▶ **Assignment**
Since only part of the records is wanted, repeat exactly the lines from the one containing "PathBuf, pattern: String" through the last line, both included.

----

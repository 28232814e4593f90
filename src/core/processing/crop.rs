use std::ops::Range;

use ndarray::s;
use tracing::debug;

use crate::core::processing::mask::MaskedRaster;
use crate::types::{PixelCoord, Raster};

/// Grids that can hand out an owned rectangular sub-window.
pub trait Window: Sized {
    fn dim(&self) -> (usize, usize);
    fn window(&self, rows: Range<usize>, cols: Range<usize>) -> Self;
}

impl Window for Raster {
    fn dim(&self) -> (usize, usize) {
        Raster::dim(self)
    }

    fn window(&self, rows: Range<usize>, cols: Range<usize>) -> Self {
        self.slice(s![rows, cols]).to_owned()
    }
}

impl Window for MaskedRaster {
    fn dim(&self) -> (usize, usize) {
        MaskedRaster::dim(self)
    }

    fn window(&self, rows: Range<usize>, cols: Range<usize>) -> Self {
        MaskedRaster::window(self, rows, cols)
    }
}

/// Inclusive span `[center - half, center + half]` clamped to `[0, len)`.
/// Returns an empty range when the span misses the axis entirely.
fn clamp_span(center: i64, half: i64, len: usize) -> Range<usize> {
    let len = len as i64;
    let end = center.saturating_add(half).saturating_add(1).clamp(0, len);
    let start = center.saturating_sub(half).clamp(0, end);
    start as usize..end as usize
}

/// Crop a square window of side `size` centered on `center`.
///
/// With `center` or `size` absent the input is returned unchanged. Each axis
/// is clamped on its own, so windows at a border shrink rather than shift.
/// The returned center is relative to the window's top-left corner.
pub fn crop_image<T: Window + Clone>(
    data: &T,
    center: Option<PixelCoord>,
    size: Option<usize>,
) -> (T, Option<PixelCoord>) {
    let (Some(center), Some(size)) = (center, size) else {
        return (data.clone(), center);
    };

    let half = (size / 2) as i64;
    let (rows, cols) = data.dim();
    let row_span = clamp_span(center.y, half, rows);
    let col_span = clamp_span(center.x, half, cols);

    let relative = PixelCoord::new(
        center.x.saturating_sub(col_span.start as i64),
        center.y.saturating_sub(row_span.start as i64),
    );
    debug!(
        "Crop {}x{} around ({}, {}): rows {:?}, cols {:?}",
        size, size, center.x, center.y, row_span, col_span
    );

    (data.window(row_span, col_span), Some(relative))
}

#[cfg(test)]
mod tests {
    use super::*;
    use crate::core::processing::mask::mask_invalid_values;
    use ndarray::{Array2, array};

    fn grid(rows: usize, cols: usize) -> Raster {
        Array2::from_shape_fn((rows, cols), |(i, j)| (i * cols + j) as f64)
    }

    #[test]
    fn identity_when_parameters_absent() {
        let data = grid(4, 5);
        let center = Some(PixelCoord::new(2, 1));
        assert_eq!(crop_image(&data, None, Some(3)), (data.clone(), None));
        assert_eq!(crop_image(&data, center, None), (data.clone(), center));
        assert_eq!(crop_image(&data, None, None), (data.clone(), None));
    }

    #[test]
    fn full_grid_when_window_covers_it() {
        let data = array![[0.01, 0.02, 0.03], [0.04, 0.05, 0.06], [0.07, 0.08, 0.09]];
        let (out, c) = crop_image(&data, Some(PixelCoord::new(1, 1)), Some(3));
        assert_eq!(out, data);
        assert_eq!(c, Some(PixelCoord::new(1, 1)));
    }

    #[test]
    fn interior_window_has_requested_size() {
        let data = grid(1000, 1000);
        let (out, c) = crop_image(&data, Some(PixelCoord::new(500, 400)), Some(301));
        assert_eq!(out.dim(), (301, 301));
        assert_eq!(c, Some(PixelCoord::new(150, 150)));
        assert_eq!(out[[150, 150]], data[[400, 500]]);
    }

    #[test]
    fn clamps_asymmetrically_near_edges() {
        let data = grid(1000, 1000);
        // near the left edge: columns shrink, rows keep the full 301
        let (out, c) = crop_image(&data, Some(PixelCoord::new(20, 500)), Some(301));
        assert_eq!(out.dim(), (301, 171));
        let c = c.unwrap();
        assert_eq!((c.x, c.y), (20, 150));
        assert_eq!(out[[c.y as usize, c.x as usize]], data[[500, 20]]);

        // near the bottom-right corner
        let (out, c) = crop_image(&data, Some(PixelCoord::new(990, 995)), Some(301));
        assert_eq!(out.dim(), (155, 160));
        let c = c.unwrap();
        // adding back the window start recovers the original center
        assert_eq!((c.x + 840, c.y + 845), (990, 995));
    }

    #[test]
    fn out_of_range_center_yields_empty_window() {
        let data = grid(10, 10);
        let (out, _) = crop_image(&data, Some(PixelCoord::new(50, 5)), Some(5));
        assert_eq!(out.dim(), (5, 0));
        let (out, _) = crop_image(&data, Some(PixelCoord::new(5, -20)), Some(5));
        assert_eq!(out.dim(), (0, 5));
    }

    #[test]
    fn extreme_centers_do_not_overflow() {
        let data = grid(10, 10);
        let (out, c) = crop_image(&data, Some(PixelCoord::from_f64(1e300, 5.0)), Some(301));
        assert_eq!(out.dim(), (10, 0));
        assert_eq!(c, Some(PixelCoord::new(i64::MAX - 10, 5)));

        let (out, c) = crop_image(&data, Some(PixelCoord::new(5, i64::MIN)), Some(301));
        assert_eq!(out.dim(), (0, 10));
        assert_eq!(c, Some(PixelCoord::new(5, i64::MIN)));

        // a half-width of i64::MAX reaches every row from i64::MAX
        let (out, _) = crop_image(&data, Some(PixelCoord::new(i64::MIN, i64::MAX)), Some(usize::MAX));
        assert_eq!(out.dim(), (10, 0));
    }

    #[test]
    fn masked_rasters_crop_values_and_validity_together() {
        let data = grid(5, 5);
        let masked = mask_invalid_values(&data, Some(12.0), None, None);
        let (out, c) = crop_image(&masked, Some(PixelCoord::new(2, 2)), Some(3));
        assert_eq!(out.dim(), (3, 3));
        assert_eq!(c, Some(PixelCoord::new(1, 1)));
        assert!(!out.is_valid(1, 1));
        assert_eq!(out.invalid_count(), 1);
        assert_eq!(out.data[[0, 0]], 6.0);
    }
}
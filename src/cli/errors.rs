use thiserror::Error;

/// Application-specific errors for the CLI
#[derive(Debug, Error)]
pub enum AppError {
    #[error("Invalid pixel coordinate: {value}. Must be a finite number")]
    InvalidCoordinate { value: f64 },

    #[error("Invalid date: {date}. Expected YYYY-MM-DD")]
    InvalidDate { date: String },

    #[error(transparent)]
    Pipeline(#[from] ndvipro::Error),
}
//! Crate-level error type and `Result` alias.
//! Wraps I/O, GDAL and image-encoding failures, and carries the semantic
//! variants raised by decoding, index computation and path discovery.
use std::path::PathBuf;

use thiserror::Error;

pub type Result<T> = std::result::Result<T, Error>;

#[derive(Debug, Error)]
pub enum Error {
    #[error("I/O error: {0}")]
    Io(#[from] std::io::Error),

    #[error("GDAL error: {0}")]
    Gdal(#[from] gdal::errors::GdalError),

    #[error("Image encoding error: {0}")]
    Image(#[from] image::ImageError),

    #[error("JPEG encoding error: {0}")]
    Jpeg(#[from] jpeg_encoder::EncodingError),

    #[error(
        "Malformed raster {path:?}: expected {expected_bytes} bytes ({dimension}x{dimension} u16 samples), got {actual_bytes}"
    )]
    Format {
        path: PathBuf,
        dimension: usize,
        expected_bytes: usize,
        actual_bytes: usize,
    },

    #[error("Shape mismatch: {left:?} vs {right:?}")]
    ShapeMismatch {
        left: (usize, usize),
        right: (usize, usize),
    },

    #[error("Dataset '{dataset}' not found in {container:?}")]
    DatasetNotFound { container: PathBuf, dataset: String },

    #[error("No file matching '{pattern}' in {dir:?}")]
    PathNotFound { dir: PathBuf, pattern: String },

    #[error("Unsupported format: {0}")]
    UnsupportedFormat(String),

    #[error("Invalid argument: {arg}={value}")]
    InvalidArgument { arg: &'static str, value: String },

    #[error("Configuration error: {0}")]
    Config(String),
}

----

▶ **The completed task**
    PathNotFound { dir: PathBuf, pattern: String },

    #[error("Unsupported format: {0}")]
    UnsupportedFormat(String),

    #[error("Invalid argument: {arg}={value}")]
    InvalidArgument { arg: &'static str, value: String },

    #[error("Configuration error: {0}")]
    Config(String),
}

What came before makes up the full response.